The Synge Festival – Quintessence Theatre Group, October 2019

John Millington Synge.jpg

Last weekend I attended The Synge Festival at Quintessence Theatre Group. In one day, I saw all of John Millington Synge’s plays, with the exception of the unfinished Diedre of the Sorrows. Synge died at age 37, having published five plays and some poetry. Synge was so controversial that riots broke out after some early performances. In Philadelphia, authorities arrested actors and served an injunction against Playboy of the Western World in 1912, after Synge was dead.

Why was Synge controversial? Many of his characters are immoral or at least conniving, but Synge portrays them as comical and often sympathetic, not necessarily detestable. And Synge was wildly anti-clerical. His priests are clownish. Catholics and others found this offensive.

Synge’s best known work is Playboy of the Western World. It’s a sardonic comedy. The young farmer Christopher Mahon assaults his father and leaves him for dead. After more than a week on the run, he stops in a tavern, begging for shelter. The locals (especially the young women) are impressed and begin to compete for Christopher’s attention. Suddenly, his father turns up, unexpectedly alive, complicating the action. Soon father and son flee the outraged community.

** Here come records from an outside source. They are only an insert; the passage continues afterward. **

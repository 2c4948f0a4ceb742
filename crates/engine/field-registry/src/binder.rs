use indexmap::IndexMap;

use crate::{DefaultResolver, Field, Middleware};

/// The fallback for a field without middleware: the schema's custom default resolver when there
/// is one, the system default resolver bound to `identifier` otherwise.
pub fn default_middleware(identifier: &str, custom_default_resolver: Option<&Middleware>) -> Middleware {
    match custom_default_resolver {
        Some(custom) => custom.clone(),
        None => Middleware::DefaultResolver(DefaultResolver::new(identifier)),
    }
}

/// Gives every field without middleware its fallback resolver.
///
/// Fields which already have middleware are left untouched, running this twice is a no-op.
pub fn bind_defaults(
    mut fields: IndexMap<String, Field>,
    custom_default_resolver: Option<&Middleware>,
) -> IndexMap<String, Field> {
    bind_defaults_in_place(&mut fields, custom_default_resolver);
    fields
}

pub(crate) fn bind_defaults_in_place(
    fields: &mut IndexMap<String, Field>,
    custom_default_resolver: Option<&Middleware>,
) -> usize {
    let mut bound = 0;

    for field in fields.values_mut().filter(|field| field.middleware.is_empty()) {
        field
            .middleware
            .push(default_middleware(&field.identifier, custom_default_resolver));
        bound += 1;
    }

    bound
}

#[cfg(test)]
mod tests {
    use rstest::rstest;

    use super::*;
    use crate::{build_fields, FieldSpec, Outcome, Reference, ResolveFn};

    fn fields(resolve: &ResolveFn) -> IndexMap<String, Field> {
        build_fields(
            "user",
            [
                FieldSpec::new("a").ty("string").resolve_with(resolve.clone()),
                FieldSpec::new("b").ty("string"),
            ],
            Some(&Reference::new("Schema", "user")),
        )
        .unwrap()
    }

    #[test]
    fn explicit_resolvers_are_kept() {
        let resolve = ResolveFn::sync(|_| Ok(Outcome::success("a")));

        let bound = bind_defaults(fields(&resolve), None);

        assert_eq!(bound["a"].middleware, [Middleware::Resolve(resolve)]);
        assert_eq!(bound["b"].middleware, [Middleware::default_resolver("b")]);
    }

    #[test]
    fn custom_default_takes_precedence_over_system_default() {
        let resolve = ResolveFn::sync(|_| Ok(Outcome::success("a")));
        let custom = Middleware::from(ResolveFn::sync(|_| Ok(Outcome::success("custom"))));

        let bound = bind_defaults(fields(&resolve), Some(&custom));

        assert_eq!(bound["a"].middleware, [Middleware::Resolve(resolve)]);
        assert_eq!(bound["b"].middleware, [custom]);
    }

    #[rstest]
    #[case::system_default(None)]
    #[case::custom_default(Some(ResolveFn::sync(|_| Ok(Outcome::success(0))).into()))]
    fn binding_is_idempotent(#[case] custom: Option<Middleware>) {
        let resolve = ResolveFn::sync(|_| Ok(Outcome::success("a")));

        let once = bind_defaults(fields(&resolve), custom.as_ref());
        let twice = bind_defaults(once.clone(), custom.as_ref());

        assert_eq!(once, twice);
        assert!(twice.values().all(|field| field.middleware.len() == 1));
    }

    #[test]
    fn default_middleware_is_bound_to_identifier() {
        let mut fields = fields(&ResolveFn::sync(|_| Ok(Outcome::success("a"))));
        fields["b"].name = "renamed".into();

        let bound = bind_defaults(fields, None);

        let Middleware::DefaultResolver(default) = &bound["b"].middleware[0] else {
            unreachable!("expected the system default resolver");
        };
        assert_eq!(default.identifier(), "b");
    }
}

The other plays were also comedy, except for Riders to the Sea, one of his first dramas. It is a snapshot of loss and grief, as if someone had told Synge to write the saddest play he could imagine. An old woman loses her last surviving son to the violent ocean. It’s a brief one-act play. Perhaps it would have engaged me more if we learned more about the characters, especially the sons.

Synge set his works in rural Ireland and wrote in an old fashioned rural northern Irish dialect which is almost incomprehensible to the modern, English speaking ear. The theatre program contained an extensive glossary of terms, but it’s helpful to follow a printed script if possible or to see each play more than once.

Synge loved the unrefined language of rural Ireland. In the theatre program he is quoted as follows:

When I was writing The Shadow of the Glen…I got more aid than any learning could have given me from a chink in the floor of the old Wicklow house where I was staying, that let me hear what was being said by the servant girls in the kitchen.

Listening to Synge is a challenge, but, like listening to Shakespear, it’s well worth the effort.